#### Exercise brief
Copy the records below verbatim, from the first line through the line containing "2. inheritance cycles", inclusive, and output nothing else.
• • • • • • •
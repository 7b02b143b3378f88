//! Model expansion
//!
//! Turns an unexpanded model into one where every element carries its fully
//! merged structure, consolidated constraints and provenance.
//!
//! # Overview
//!
//! The [`Expander`] runs in stages:
//!
//! 1. namespaces, value sets and code systems are copied unchanged
//! 2. inheritance cycles are reported from the [`InheritanceGraph`]
//! 3. every element is structurally expanded, bases first and on demand
//! 4. a provenance pass, bases before descendants, stamps modifiers,
//!    cardinality histories, constraint histories and inheritance tags
//! 5. mappings are expanded for every target
//!
//! Nothing in these stages aborts: every problem is reported to the
//! [`DiagnosticSink`] and the best partial result is kept.
//!
//! # Example
//!
//! ```
//! use cimpl_core::config::ExpanderConfig;
//! use cimpl_core::expand::expand;
//! use cimpl_core::model::{Cardinality, DataElement, Identifier, Specifications, Value};
//!
//! let mut specs = Specifications::new();
//! specs.data_elements.add(
//!     DataElement::new(Identifier::new("shr.test", "Weight"))
//!         .with_value(Value::identifiable(Identifier::primitive("decimal"))
//!             .with_card(Cardinality::bounded(1, 1))),
//! ).unwrap();
//!
//! let expansion = expand(&specs, &ExpanderConfig::default());
//! assert!(!expansion.diagnostics.has_errors());
//! assert_eq!(expansion.specifications.data_elements.len(), 1);
//! ```

mod base_types;
mod consolidate;
mod hierarchy;
mod inheritance_graph;
mod mapping;
mod provenance;
mod target;

pub use inheritance_graph::{InheritanceGraph, format_cycle};
pub use target::PathMatch;

use crate::config::{ConfiguredTargets, ExpanderConfig, TargetCapabilities};
use crate::diagnostics::{Diagnostic, DiagnosticCollector, DiagnosticSink, Scope};
use crate::error::ExpansionError;
use crate::model::{DataElement, ElementMapping, Identifier, Specifications};
use std::collections::{HashMap, HashSet};
use std::sync::Arc;
use tracing::{debug, info};

/// Result of a whole-model expansion
#[derive(Debug)]
pub struct Expansion {
    pub specifications: Specifications,
    pub diagnostics: DiagnosticCollector,
}

/// Expand a whole model, collecting diagnostics
pub fn expand(specifications: &Specifications, config: &ExpanderConfig) -> Expansion {
    let mut diagnostics = DiagnosticCollector::new();
    let expanded = Expander::new(specifications, config.clone(), &mut diagnostics).expand();
    Expansion {
        specifications: expanded,
        diagnostics,
    }
}

/// Expansion engine over one unexpanded model
pub struct Expander<'a> {
    unexpanded: &'a Specifications,
    expanded: Specifications,
    config: ExpanderConfig,
    graph: InheritanceGraph,
    /// Elements whose structural expansion is on the call stack
    in_progress: HashSet<Identifier>,
    capabilities: HashMap<String, Box<dyn TargetCapabilities>>,
    sink: &'a mut dyn DiagnosticSink,
}

impl<'a> Expander<'a> {
    pub fn new(
        unexpanded: &'a Specifications,
        config: ExpanderConfig,
        sink: &'a mut dyn DiagnosticSink,
    ) -> Self {
        let mut expanded = Specifications::new();
        expanded.namespaces = unexpanded.namespaces.clone();
        expanded.value_sets = unexpanded.value_sets.clone();
        expanded.code_systems = unexpanded.code_systems.clone();

        let mut capabilities: HashMap<String, Box<dyn TargetCapabilities>> = HashMap::new();
        for (target, parents) in &config.targets {
            capabilities.insert(
                target.clone(),
                Box::new(ConfiguredTargets::new(parents.clone())),
            );
        }

        Self {
            unexpanded,
            expanded,
            graph: InheritanceGraph::from_registry(&unexpanded.data_elements),
            config,
            in_progress: HashSet::new(),
            capabilities,
            sink,
        }
    }

    /// Register the capabilities of a mapping target, replacing any
    /// configured ones
    pub fn with_capabilities(
        mut self,
        target_spec: impl Into<String>,
        capabilities: Box<dyn TargetCapabilities>,
    ) -> Self {
        self.capabilities.insert(target_spec.into(), capabilities);
        self
    }

    /// Run every stage and return the expanded model
    pub fn expand(mut self) -> Specifications {
        info!(
            "Expanding {} data elements",
            self.unexpanded.data_elements.len()
        );

        for cycle in self.graph.find_cycles() {
            let scope = cycle.first().map(Scope::element).unwrap_or_default();
            self.report(
                &scope,
                ExpansionError::CircularInheritance {
                    cycle: format_cycle(&cycle),
                },
            );
        }

        let identifiers: Vec<Identifier> =
            self.unexpanded.data_elements.identifiers().cloned().collect();
        for identifier in &identifiers {
            if !self.expanded.data_elements.contains(identifier) {
                self.expand_element(identifier);
            }
        }

        self.apply_provenance();

        for target in self.unexpanded.maps.targets() {
            debug!("Expanding mappings for target {}", target);
            let identifiers: Vec<Identifier> =
                self.expanded.data_elements.identifiers().cloned().collect();
            for identifier in &identifiers {
                if self.expanded.maps.find(&target, identifier).is_none() {
                    self.expand_mapping(&target, identifier);
                }
            }

            let orphans: Vec<Identifier> = self
                .unexpanded
                .maps
                .by_target(&target)
                .filter(|m| !self.expanded.data_elements.contains(&m.identifier))
                .map(|m| m.identifier.clone())
                .collect();
            for identifier in orphans {
                self.report(
                    &Scope::mapping(&identifier, &target),
                    ExpansionError::MappingWithoutElement {
                        identifier: identifier.clone(),
                    },
                );
            }
        }

        info!(
            "Expanded {} data elements and {} mappings",
            self.expanded.data_elements.len(),
            self.expanded.maps.len()
        );
        self.expanded
    }

    /// Structurally expanded element, expanding it on first request
    ///
    /// Provenance is applied to every element by [`Expander::expand`]; an
    /// element requested before that pass carries merged structure and
    /// consolidated constraints only.
    pub fn expand_element(&mut self, identifier: &Identifier) -> Option<Arc<DataElement>> {
        if let Some(expanded) = self.expanded.data_elements.find(identifier) {
            return Some(expanded.clone());
        }
        let unexpanded = self.unexpanded.data_elements.find(identifier)?.clone();
        Some(self.expand_definition(&unexpanded))
    }

    /// Expanded mapping of an element for one target, expanding on first
    /// request
    pub fn expand_mapping(
        &mut self,
        target_spec: &str,
        identifier: &Identifier,
    ) -> Option<ElementMapping> {
        if let Some(mapping) = self.expanded.maps.find(target_spec, identifier) {
            return Some(mapping.clone());
        }
        self.expand_mapping_definition(target_spec, identifier)
    }

    /// Element lookup used while resolving constraint targets and bases
    ///
    /// An element that inherits from something currently being expanded
    /// cannot be expanded yet; its unexpanded definition is returned and
    /// nothing is memoized.
    fn lookup(&mut self, identifier: &Identifier) -> Option<Arc<DataElement>> {
        if let Some(expanded) = self.expanded.data_elements.find(identifier) {
            return Some(expanded.clone());
        }
        let unexpanded = self.unexpanded.data_elements.find(identifier)?.clone();
        let blocked = self.in_progress.contains(identifier)
            || self
                .in_progress
                .iter()
                .any(|pending| self.graph.inherits_from(identifier, pending));
        if blocked {
            debug!("Using unexpanded definition of {} during re-entrant lookup", identifier);
            return Some(unexpanded);
        }
        Some(self.expand_definition(&unexpanded))
    }

    fn report(&mut self, scope: &Scope, error: ExpansionError) {
        self.sink.report(Diagnostic::from_error(&error, scope));
    }
}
• • • • • • •
#### Response area
repository 7b02b143b3378f88
//! Model expansion
//!
//! Turns an unexpanded model into one where every element carries its fully
//! merged structure, consolidated constraints and provenance.
//!
//! # Overview
//!
//! The [`Expander`] runs in stages:
//!
//! 1. namespaces, value sets and code systems are copied unchanged
//! 2. inheritance cycles are reported from the [`InheritanceGraph`]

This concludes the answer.